Papers published in the scientific journal, Current Biology, describe the first insect fossils found in amber from Saskatchewan and the unearthing of three new ant species from an amber deposit in North Carolina, according to a release from the province.
The amber deposit from in the Big Muddy Badlands of Saskatchewan, which was formed about 67 million years ago, preserved insects that lived in a swampy redwood forest about one million years before the extinction of dinosaurs.
"Fossils in the amber deposit seem to show that common Cretaceous insects may have been replaced on the landscape by their more modern relatives, particularly in groups such as ants, before the extinction event," Elyssa Loewen, curatorial assistant, said.

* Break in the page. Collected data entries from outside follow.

//! Immutable knowledge base for the classification engine.
//!
//! The tables ship as YAML documents under `lexicon/` and are embedded into
//! the binary. A directory override can replace any of them at startup.

pub mod alcohol;
pub mod allergens;
pub mod animal;
pub mod certifiers;
pub mod e_numbers;
pub mod kosher;
pub mod plant_based;

pub use alcohol::{AlcoholCategory, AlcoholLexicon};
pub use allergens::{AllergenEntry, AllergenLexicon};
pub use animal::{AnimalHit, AnimalLexicon};
pub use certifiers::{Certifier, CertifierRegistry};
pub use e_numbers::{ENumberEntry, ENumberHit, ENumberTable, ENumberTier};
pub use kosher::KosherLexicon;
pub use plant_based::PlantLexicon;

use anyhow::{Context, Result};
use lazy_static::lazy_static;
use serde::de::DeserializeOwned;
use serde::{Deserialize, Serialize};
use std::fs;
use std::path::Path;

const E_NUMBERS_FILE: &str = "e_numbers.yaml";
const ALCOHOL_FILE: &str = "alcohol.yaml";
const ANIMAL_FILE: &str = "animal_derivatives.yaml";
const CERTIFIERS_FILE: &str = "certifiers.yaml";
const ALLERGENS_FILE: &str = "allergens.yaml";
const KOSHER_FILE: &str = "kosher.yaml";
const PLANT_FILE: &str = "plant_based.yaml";

const EMBEDDED: [(&str, &str); 7] = [
    (E_NUMBERS_FILE, include_str!("../../lexicon/e_numbers.yaml")),
    (ALCOHOL_FILE, include_str!("../../lexicon/alcohol.yaml")),
    (ANIMAL_FILE, include_str!("../../lexicon/animal_derivatives.yaml")),
    (CERTIFIERS_FILE, include_str!("../../lexicon/certifiers.yaml")),
    (ALLERGENS_FILE, include_str!("../../lexicon/allergens.yaml")),
    (KOSHER_FILE, include_str!("../../lexicon/kosher.yaml")),
    (PLANT_FILE, include_str!("../../lexicon/plant_based.yaml")),
];

lazy_static! {
    static ref GLOBAL_LEXICON: Lexicon =
        Lexicon::embedded().expect("embedded lexicon must parse and validate");
}

/// Halal classification attached to a lexicon entry.
#[derive(Debug, Clone, Copy, PartialEq, Eq, Hash, Serialize, Deserialize)]
#[serde(rename_all = "lowercase")]
pub enum RuleStatus {
    Halal,
    Mushbooh,
    Haram,
}

impl RuleStatus {
    pub fn as_str(&self) -> &'static str {
        match self {
            RuleStatus::Halal => "halal",
            RuleStatus::Mushbooh => "mushbooh",
            RuleStatus::Haram => "haram",
        }
    }
}

#[derive(Debug, Clone)]
pub struct Lexicon {
    pub e_numbers: ENumberTable,
    pub alcohol: AlcoholLexicon,
    pub animal: AnimalLexicon,
    pub certifiers: CertifierRegistry,
    pub allergens: AllergenLexicon,
    pub kosher: KosherLexicon,
    pub plant_based: PlantLexicon,
}

#[derive(Debug, Clone, PartialEq, Eq, Serialize)]
pub struct LexiconStats {
    pub e_numbers_always_haram: usize,
    pub e_numbers_source_dependent: usize,
    pub e_numbers_halal: usize,
    pub alcohol_categories: usize,
    pub alcohol_terms: usize,
    pub animal_categories: usize,
    pub strong_certifiers: usize,
    pub allergens: usize,
    pub kosher_terms: usize,
    pub inherently_halal_terms: usize,
}

impl Lexicon {
    /// Parse the copy compiled into the binary.
    pub fn embedded() -> Result<Self> {
        Self::assemble(|name| Ok(embedded_document(name).to_string()))
    }

    /// Load the lexicon files from `dir`. A file that does not exist there
    /// falls back to the embedded copy.
    pub fn from_dir<P: AsRef<Path>>(dir: P) -> Result<Self> {
        let dir = dir.as_ref();
        if !dir.is_dir() {
            anyhow::bail!("Lexicon directory not found: {}", dir.display());
        }

        Self::assemble(|name| {
            let path = dir.join(name);
            if path.exists() {
                log::info!("Loading lexicon file: {}", path.display());
                fs::read_to_string(&path)
                    .with_context(|| format!("Failed to read lexicon file: {}", path.display()))
            } else {
                log::debug!("{} not in {}, using embedded copy", name, dir.display());
                Ok(embedded_document(name).to_string())
            }
        })
    }

    /// Directory override when configured, otherwise the shared embedded lexicon.
    pub fn load_or_global(dir: Option<&Path>) -> Result<std::borrow::Cow<'static, Lexicon>> {
        match dir {
            Some(dir) => Ok(std::borrow::Cow::Owned(Self::from_dir(dir)?)),
            None => Ok(std::borrow::Cow::Borrowed(Self::global())),
        }
    }

    /// Process-wide lexicon built once from the embedded data.
    pub fn global() -> &'static Lexicon {
        &GLOBAL_LEXICON
    }

    fn assemble<F>(mut read: F) -> Result<Self>
    where
        F: FnMut(&str) -> Result<String>,
    {
        let mut e_numbers: ENumberTable = parse_document(E_NUMBERS_FILE, &read(E_NUMBERS_FILE)?)?;
        e_numbers.derive_halal_reason_codes();

        let lexicon = Lexicon {
            e_numbers,
            alcohol: parse_document(ALCOHOL_FILE, &read(ALCOHOL_FILE)?)?,
            animal: parse_document(ANIMAL_FILE, &read(ANIMAL_FILE)?)?,
            certifiers: parse_document(CERTIFIERS_FILE, &read(CERTIFIERS_FILE)?)?,
            allergens: parse_document(ALLERGENS_FILE, &read(ALLERGENS_FILE)?)?,
            kosher: parse_document(KOSHER_FILE, &read(KOSHER_FILE)?)?,
            plant_based: parse_document(PLANT_FILE, &read(PLANT_FILE)?)?,
        };

        lexicon.validate()?;
        Ok(lexicon)
    }

    /// Every classification must carry a reason code and at least one term.
    pub fn validate(&self) -> Result<()> {
        self.e_numbers.validate().context("Invalid E-number table")?;
        self.alcohol.validate().context("Invalid alcohol lexicon")?;
        self.animal.validate().context("Invalid animal-derivative lexicon")?;
        self.certifiers.validate().context("Invalid certifier registry")?;
        self.allergens.validate().context("Invalid allergen lexicon")?;
        Ok(())
    }

    pub fn stats(&self) -> LexiconStats {
        LexiconStats {
            e_numbers_always_haram: self.e_numbers.tier_len(ENumberTier::AlwaysHaram),
            e_numbers_source_dependent: self.e_numbers.tier_len(ENumberTier::SourceDependent),
            e_numbers_halal: self.e_numbers.tier_len(ENumberTier::Halal),
            alcohol_categories: self.alcohol.categories.len(),
            alcohol_terms: self.alcohol.categories.iter().map(|c| c.terms.len()).sum(),
            animal_categories: self.animal.category_count(),
            strong_certifiers: self.certifiers.strong_certifiers.len(),
            allergens: self.allergens.allergens.len(),
            kosher_terms: self.kosher.term_count(),
            inherently_halal_terms: self.plant_based.inherently_halal.len(),
        }
    }
}

fn embedded_document(name: &str) -> &'static str {
    EMBEDDED
        .iter()
        .find(|(file, _)| *file == name)
        .map(|(_, content)| *content)
        .unwrap_or_default()
}

fn parse_document<T: DeserializeOwned>(name: &str, content: &str) -> Result<T> {
    serde_yaml::from_str(content).with_context(|| format!("Failed to parse lexicon file: {}", name))
}

pub(crate) fn ensure_reason_code(code: &str, owner: &str) -> Result<()> {
    if code.trim().is_empty() {
        anyhow::bail!("{} has an empty reason code", owner);
    }
    Ok(())
}

pub(crate) fn ensure_terms<S: AsRef<str>>(terms: &[S], owner: &str) -> Result<()> {
    if terms.is_empty() || terms.iter().any(|t| t.as_ref().trim().is_empty()) {
        anyhow::bail!("{} has an empty term list or blank term", owner);
    }
    Ok(())
}
use lazy_static::lazy_static;
use std::collections::HashMap;

lazy_static! {
    static ref ACCENT_MAP: HashMap<char, char> = {
        let mut map = HashMap::new();

        for c in ['á', 'à', 'â', 'ä', 'ã'] {
            map.insert(c, 'a');
        }
        for c in ['é', 'è', 'ê', 'ë'] {
            map.insert(c, 'e');
        }
        for c in ['í', 'ì', 'î', 'ï'] {
            map.insert(c, 'i');
        }
        for c in ['ó', 'ò', 'ô', 'ö', 'õ'] {
            map.insert(c, 'o');
        }
        for c in ['ú', 'ù', 'û', 'ü'] {
            map.insert(c, 'u');
        }
        map.insert('ñ', 'n');
        map.insert('ç', 'c');

        map
    };
}

/// A folded view of a source string that remembers where each byte came from.
///
/// Header detection searches the folded view and reports positions in the
/// original OCR text, so every folded byte carries the byte offset of the
/// source character that produced it.
#[derive(Debug, Clone)]
pub struct FoldedText {
    pub text: String,
    offsets: Vec<usize>,
    ends: Vec<usize>,
    source_len: usize,
}

impl FoldedText {
    /// Lowercase only.
    pub fn lowercase(source: &str) -> Self {
        Self::build(source, false, false, false)
    }

    /// Lowercase, accent folding, whitespace collapsed and trimmed.
    pub fn for_matching(source: &str) -> Self {
        Self::build(source, true, true, false)
    }

    /// Same as `for_matching` with every space removed, for OCR output that
    /// merges tokens ("puedecontener").
    pub fn without_spaces(source: &str) -> Self {
        Self::build(source, true, true, true)
    }

    fn build(source: &str, fold_accents: bool, collapse_space: bool, drop_space: bool) -> Self {
        let mut text = String::with_capacity(source.len());
        let mut offsets = Vec::with_capacity(source.len());
        let mut ends = Vec::with_capacity(source.len());
        let mut pending_space: Option<(usize, usize)> = None;

        for (offset, ch) in source.char_indices() {
            if collapse_space && ch.is_whitespace() {
                if !drop_space && !text.is_empty() && pending_space.is_none() {
                    pending_space = Some((offset, offset + ch.len_utf8()));
                }
                continue;
            }

            if let Some((space_start, space_end)) = pending_space.take() {
                text.push(' ');
                offsets.push(space_start);
                ends.push(space_end);
            }

            for lower in ch.to_lowercase() {
                let folded = if fold_accents {
                    ACCENT_MAP.get(&lower).copied().unwrap_or(lower)
                } else {
                    lower
                };
                let before = text.len();
                text.push(folded);
                let width = text.len() - before;
                offsets.extend(std::iter::repeat(offset).take(width));
                ends.extend(std::iter::repeat(offset + ch.len_utf8()).take(width));
            }
        }

        FoldedText {
            text,
            offsets,
            ends,
            source_len: source.len(),
        }
    }

    /// Byte offset in the source for a byte position in the folded text.
    /// Positions at or past the end map to the end of the source.
    pub fn source_offset(&self, folded_pos: usize) -> usize {
        self.offsets
            .get(folded_pos)
            .copied()
            .unwrap_or(self.source_len)
    }

    /// Source byte range covered by `folded_start..folded_start + len`.
    pub fn source_span(&self, folded_start: usize, len: usize) -> (usize, usize) {
        let start = self.source_offset(folded_start);
        if len == 0 {
            return (start, start);
        }
        let end = self
            .ends
            .get(folded_start + len - 1)
            .copied()
            .unwrap_or(self.source_len);
        (start, end.max(start))
    }
}

/// Lowercase, strip accents and collapse whitespace.
pub fn normalize_for_matching(text: &str) -> String {
    FoldedText::for_matching(text).text
}
//! Locates the provider's currently live configuration file
//!
//! The provider publishes a small status page containing a line such as
//! `Current live file: <a href="https://.../layers.js">`. The URL in that anchor is the
//! only stable way to find the configuration, which is renamed on every release.

use crate::error::{FinderError, Result};
use crate::http::Fetcher;
use regex::Regex;
use std::sync::OnceLock;
use tracing::info;

fn live_file_regex() -> &'static Regex {
    static LIVE_FILE_REGEX: OnceLock<Regex> = OnceLock::new();
    LIVE_FILE_REGEX.get_or_init(|| {
        Regex::new(r#"Current live file:\s*<a\s+[^>]*?href\s*=\s*["']([^"']*)["']"#)
            .expect("Invalid live file regex")
    })
}

/// Extract the live configuration URL from the status document
pub fn extract_live_file_url(status_html: &str) -> Result<String> {
    live_file_regex()
        .captures(status_html)
        .and_then(|cap| cap.get(1))
        .map(|m| m.as_str().trim().to_string())
        .filter(|url| !url.is_empty())
        .ok_or_else(|| {
            FinderError::not_found_with(
                "live configuration file",
                "status page has no 'Current live file:' link",
            )
        })
}

pub struct SourceLocator<F: Fetcher> {
    fetcher: F,
    status_url: String,
}

impl<F: Fetcher> SourceLocator<F> {
    pub fn new(fetcher: F, status_url: impl Into<String>) -> Self {
        Self {
            fetcher,
            status_url: status_url.into(),
        }
    }

    pub fn fetcher(&self) -> &F {
        &self.fetcher
    }

    /// Fetch the status page and return the URL of the current live file
    pub fn locate(&self) -> Result<String> {
        let html = self.fetcher.fetch_text(&self.status_url)?;
        let url = extract_live_file_url(&html)?;
        info!("Current file is: '{}'", url);
        Ok(url)
    }
}

#[cfg(test)]
mod tests {
    use super::*;
    use crate::http::MockFetcher;

    const STATUS_PAGE: &str = r#"<html><body>
<p>Previous file: <a href="https://maps.nls.uk/geo/scripts/old.js">old.js</a></p>
<p>Current live file: <a href="https://maps.nls.uk/geo/scripts/explore-layers.js">explore-layers.js</a></p>
</body></html>"#;

    #[test]
    fn test_extract_live_file_url() {
        assert_eq!(
            extract_live_file_url(STATUS_PAGE).unwrap(),
            "https://maps.nls.uk/geo/scripts/explore-layers.js"
        );
    }

    #[test]
    fn test_extract_ignores_other_links() {
        let html = r#"<a href="https://elsewhere/x.js">x</a> Current live file: <a href="https://a/b.js">b</a>"#;
        assert_eq!(extract_live_file_url(html).unwrap(), "https://a/b.js");
    }

    #[test]
    fn test_missing_phrase_is_not_found() {
        let err = extract_live_file_url("<html>maintenance</html>").unwrap_err();
        assert!(err.is_not_found());
    }

    #[test]
    fn test_locate_fetches_status_page() {
        let fetcher = MockFetcher::new().with_response("http://status/version", STATUS_PAGE);
        let locator = SourceLocator::new(&fetcher, "http://status/version");
        assert_eq!(
            locator.locate().unwrap(),
            "https://maps.nls.uk/geo/scripts/explore-layers.js"
        );
    }

    #[test]
    fn test_locate_propagates_transport_error() {
        let fetcher = MockFetcher::new();
        let locator = SourceLocator::new(&fetcher, "http://status/version");
        assert!(matches!(
            locator.locate(),
            Err(FinderError::Transport { .. })
        ));
    }
}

The research team was led by Loewen and Dr. Ryan McKellar, the RSM’s curator of paleontology.
"These new fossil records are closer than anyone has gotten to sampling a diverse set of insects near the extinction event, and they help researchers fill in a 17-million-year gap in the fossil record of insects around that time," Dr. McKellar said.
The three ant species discovered in North Carolina also belonged to extinct groups that didn’t survive past the Cretaceous period.
"When combined with the work in Saskatchewan, the two recent papers show that there was a dramatic change in ant diversity sometime between 77 and 67 million years ago," Dr. McKellar said in the release.
"Our analyses of body shapes in the fossils suggests that the turnover was not related to major differences in ecology, but it may have been related to something like the size and complexity of ant colonies. More work is needed to confirm this."